▶ _Data shown_:
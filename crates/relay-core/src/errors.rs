use crate::ids::{MessageId, SessionId};
use crate::message::Message;

/// Failure of the upstream generation process, surfaced through the event
/// stream feeding the batcher.
#[derive(Debug, Clone, PartialEq, Eq, thiserror::Error)]
pub enum GenerationError {
    /// The model provider returned a failure.
    #[error("provider failure: {message}")]
    Provider { message: String },
    /// The event source broke off mid-stream.
    #[error("stream interrupted: {message}")]
    Interrupted { message: String },
}

impl GenerationError {
    pub fn provider(message: impl Into<String>) -> Self {
        Self::Provider {
            message: message.into(),
        }
    }

    pub fn interrupted(message: impl Into<String>) -> Self {
        Self::Interrupted {
            message: message.into(),
        }
    }
}

/// Errors returned by a delta or history store.
#[derive(Debug, Clone, PartialEq, Eq, thiserror::Error)]
pub enum StoreError {
    #[error("session not found: {0}")]
    SessionNotFound(SessionId),
    /// Pushed delta does not continue the session's cursor.
    #[error("non-contiguous delta for session {session}: expected start {expected}, got {found}")]
    NonContiguous {
        session: SessionId,
        expected: usize,
        found: usize,
    },
    /// Backend I/O failure.
    #[error("storage backend error: {0}")]
    Backend(String),
}

impl StoreError {
    pub fn backend(message: impl Into<String>) -> Self {
        Self::Backend(message.into())
    }
}

/// Cause of a batcher's `Failed` outcome.
#[derive(Debug, Clone, PartialEq, Eq, thiserror::Error)]
pub enum BatchFailure {
    #[error(transparent)]
    Generation(#[from] GenerationError),
    /// Persisting a flushed batch failed.
    #[error(transparent)]
    Store(#[from] StoreError),
}

/// Errors decoding stored delta payloads.
#[derive(Debug, thiserror::Error)]
pub enum EncodingError {
    #[error("invalid inline+json payload: {0}")]
    Json(#[from] serde_json::Error),
}

/// Errors raised while reconstructing a message from events.
#[derive(Debug, Clone, PartialEq, thiserror::Error)]
pub enum ReplayError {
    /// Events from two different messages were mixed. Always a caller bug.
    #[error("cross-message contamination: expected message {expected}, found {found}")]
    CrossMessageContamination {
        expected: MessageId,
        found: MessageId,
    },
    /// The event sequence contained an `error` event.
    #[error("stream error: {message}")]
    Stream {
        message: String,
        /// Message reconstructed up to the error event.
        partial: Box<Message>,
    },
    /// A tool result referenced a tool call that never started.
    #[error("tool result for unknown tool call {tool_call_id}")]
    UnknownToolCall { tool_call_id: String },
}

/// Invalid configuration values.
#[derive(Debug, Clone, PartialEq, Eq, thiserror::Error)]
pub enum ConfigError {
    #[error("invalid value for {key}: {message}")]
    Invalid { key: String, message: String },
}

impl ConfigError {
    pub fn invalid(key: impl Into<String>, message: impl Into<String>) -> Self {
        Self::Invalid {
            key: key.into(),
            message: message.into(),
        }
    }
}

/// Top-level error type for the relay API.
#[derive(Debug, thiserror::Error)]
pub enum RelayError {
    #[error(transparent)]
    Generation(#[from] GenerationError),
    #[error(transparent)]
    Store(#[from] StoreError),
    #[error(transparent)]
    Encoding(#[from] EncodingError),
    #[error(transparent)]
    Replay(#[from] ReplayError),
    #[error(transparent)]
    Config(#[from] ConfigError),
    /// Internal protocol misuse or invariant violation.
    #[error("protocol error: {0}")]
    Protocol(String),
}

impl RelayError {
    pub(crate) fn protocol_msg(message: impl Into<String>) -> Self {
        Self::Protocol(message.into())
    }
}

impl From<BatchFailure> for RelayError {
    fn from(value: BatchFailure) -> Self {
        match value {
            BatchFailure::Generation(err) => Self::Generation(err),
            BatchFailure::Store(err) => Self::Store(err),
        }
    }
}

#[cfg(test)]
mod tests {
    use super::*;

    #[test]
    fn contamination_message_names_both_ids() {
        let err = ReplayError::CrossMessageContamination {
            expected: MessageId::new("a"),
            found: MessageId::new("b"),
        };
        assert_eq!(
            err.to_string(),
            "cross-message contamination: expected message a, found b"
        );
    }

    #[test]
    fn store_error_converts_into_relay_error() {
        let err: RelayError = StoreError::backend("disk full").into();
        assert!(matches!(err, RelayError::Store(StoreError::Backend(msg)) if msg == "disk full"));
    }
}
//! Relays a simulated generation to a live client while a second reader
//! follows it through the delta store, then prints the merged thread.

use std::collections::VecDeque;
use std::sync::Arc;
use std::time::Duration;

use anyhow::{Context, Result};
use chrono::Utc;
use clap::Parser;
use futures::Stream;
use relay_core::prelude::*;
use relay_core::{EventResult, GenerationError, MessageMetadata, init_observability};
use relay_view::{ReaderView, ThrottleConfig};
use tracing::{info, warn};

#[derive(Parser, Debug)]
#[command(name = "relay-demo")]
#[command(about = "Stream a fake answer through the delta relay and resume it from a second reader")]
struct Cli {
    /// Answer text streamed word by word
    #[arg(long, default_value = "Deltas are batched at word boundaries, persisted, and replayed by any reader that joins late.")]
    text: String,

    /// Delay between generated chunks in milliseconds
    #[arg(long, default_value_t = 40)]
    chunk_ms: u64,

    /// Batcher throttle in milliseconds (overrides RELAY_THROTTLE_MS)
    #[arg(long)]
    throttle_ms: Option<u64>,

    /// Boundary regex a pending delta must match before flushing
    /// (overrides RELAY_BOUNDARY_PATTERN)
    #[arg(long)]
    boundary: Option<String>,

    /// Reader render rate limit (overrides RELAY_MAX_FPS)
    #[arg(long)]
    max_fps: Option<f64>,

    /// How often the second reader polls the delta store, in milliseconds
    #[arg(long, default_value_t = 100)]
    poll_ms: u64,

    /// Fail the generation after this many chunks
    #[arg(long)]
    fail_after: Option<usize>,

    /// Abort the generation after this many live events
    #[arg(long)]
    abort_after: Option<usize>,

    /// Print the final thread as JSON
    #[arg(long)]
    json: bool,
}

/// Scripted generation: one event per chunk of `text`, paced by `pause`.
fn scripted_generation(
    message_id: &str,
    text: &str,
    fail_after: Option<usize>,
    pause: Duration,
) -> impl Stream<Item = EventResult> + Send + 'static {
    let script = script(message_id, text, fail_after);
    futures::stream::unfold(script, move |mut script| async move {
        let item = script.pop_front()?;
        tokio::time::sleep(pause).await;
        Some((item, script))
    })
}

fn script(message_id: &str, text: &str, fail_after: Option<usize>) -> VecDeque<EventResult> {
    let mut items = VecDeque::new();
    items.push_back(Ok(StreamEvent::start(message_id)));
    items.push_back(Ok(StreamEvent::StartStep));
    items.push_back(Ok(StreamEvent::TextStart { id: "t0".into() }));
    for (index, word) in text.split_inclusive(' ').enumerate() {
        if fail_after == Some(index) {
            items.push_back(Err(GenerationError::provider("simulated provider outage")));
            return items;
        }
        items.push_back(Ok(StreamEvent::text_delta("t0", word)));
    }
    items.push_back(Ok(StreamEvent::TextEnd { id: "t0".into() }));
    items.push_back(Ok(StreamEvent::FinishStep));
    items.push_back(Ok(StreamEvent::finish()));
    items
}

fn batcher_config(cli: &Cli) -> Result<BatcherConfig> {
    let mut config = BatcherConfig::from_env().context("invalid batcher configuration")?;
    if let Some(ms) = cli.throttle_ms {
        config = config.throttle(Duration::from_millis(ms));
    }
    config = match &cli.boundary {
        Some(pattern) => config.boundary_pattern(pattern)?,
        None if config.boundary.is_none() => config.word_boundaries(),
        None => config,
    };
    Ok(config)
}

fn throttle_config(cli: &Cli) -> Result<ThrottleConfig> {
    let mut config = ThrottleConfig::from_env().context("invalid render throttle configuration")?;
    if let Some(fps) = cli.max_fps {
        config = config.max_fps(fps);
    }
    Ok(config)
}

fn render_line(messages: &[Message]) -> String {
    let last = messages.last().map_or_else(String::new, |m| {
        format!("{} [{:?}] {:?}", m.id, m.live_status(), m.text())
    });
    format!("render: {} message(s), last = {last}", messages.len())
}

#[tokio::main]
async fn main() -> Result<()> {
    let _ = dotenvy::dotenv();
    init_observability();
    let cli = Cli::parse();

    let store = Arc::new(InMemoryDeltaStore::new());
    let history = Arc::new(InMemoryHistoryStore::new());
    let thread = ThreadId::new("demo-thread");
    let question = Message::user_text("question", "How does the relay work?")
        .with_metadata(MessageMetadata::with_status(LiveStatus::Completed).created_at(Utc::now()));
    history.upsert_message(&thread, question).await?;

    let relay = StreamRelay::new(store.clone(), batcher_config(&cli)?).with_history(history.clone());
    let key = StreamKey::new(thread.clone(), "answer");
    let source = scripted_generation(
        key.message_id.as_str(),
        &cli.text,
        cli.fail_after,
        Duration::from_millis(cli.chunk_ms),
    );
    let mut live = relay.start(key.clone(), source).await?;
    info!(session_id = %live.session_id(), key = %key, "generation started");

    let view = Arc::new(ReaderView::new(&throttle_config(&cli)?));
    view.subscribe(|messages| println!("{}", render_line(messages)));
    view.load_history(history.as_ref(), &thread).await?;

    let reader = ResumeReader::new(store.clone(), history.clone());
    let poller = {
        let view = view.clone();
        let key = key.clone();
        let poll = Duration::from_millis(cli.poll_ms);
        tokio::spawn(async move {
            loop {
                match view.poll(&reader, &key).await {
                    Ok(true) => break reader,
                    Ok(false) => {}
                    Err(err) => {
                        warn!(error = %err, "resume poll failed");
                        break reader;
                    }
                }
                tokio::time::sleep(poll).await;
            }
        })
    };

    let abort = live.abort_handle();
    let mut seen = 0usize;
    let mut streamed = String::new();
    while let Some(item) = live.next_event().await {
        seen += 1;
        match item {
            Ok(event) => {
                if let Some(delta) = event.delta_text() {
                    streamed.push_str(delta);
                }
            }
            Err(err) => println!("live: generation failed: {err}"),
        }
        if cli.abort_after == Some(seen) {
            println!("live: aborting after {seen} event(s)");
            abort.abort();
            break;
        }
    }
    println!("live: {streamed:?}");

    let outcome = live.finish().await?;
    println!("outcome: {outcome:?}");

    let reader = poller.await.context("resume poller panicked")?;
    view.poll(&reader, &key).await?;
    view.resume();

    let thread_view = view.current();
    if cli.json {
        println!("{}", serde_json::to_string_pretty(&thread_view)?);
    } else {
        for message in &thread_view {
            println!(
                "{:>9} {:<10} {:?} {:?}",
                format!("{:?}", message.role),
                message.id,
                message.live_status(),
                message.text()
            );
        }
    }
    view.dispose();
    Ok(())
}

▶ _What to work on_: Write only the number of lines in the entries that contain the word "GenerationError".

▶ _Worked solution_: 6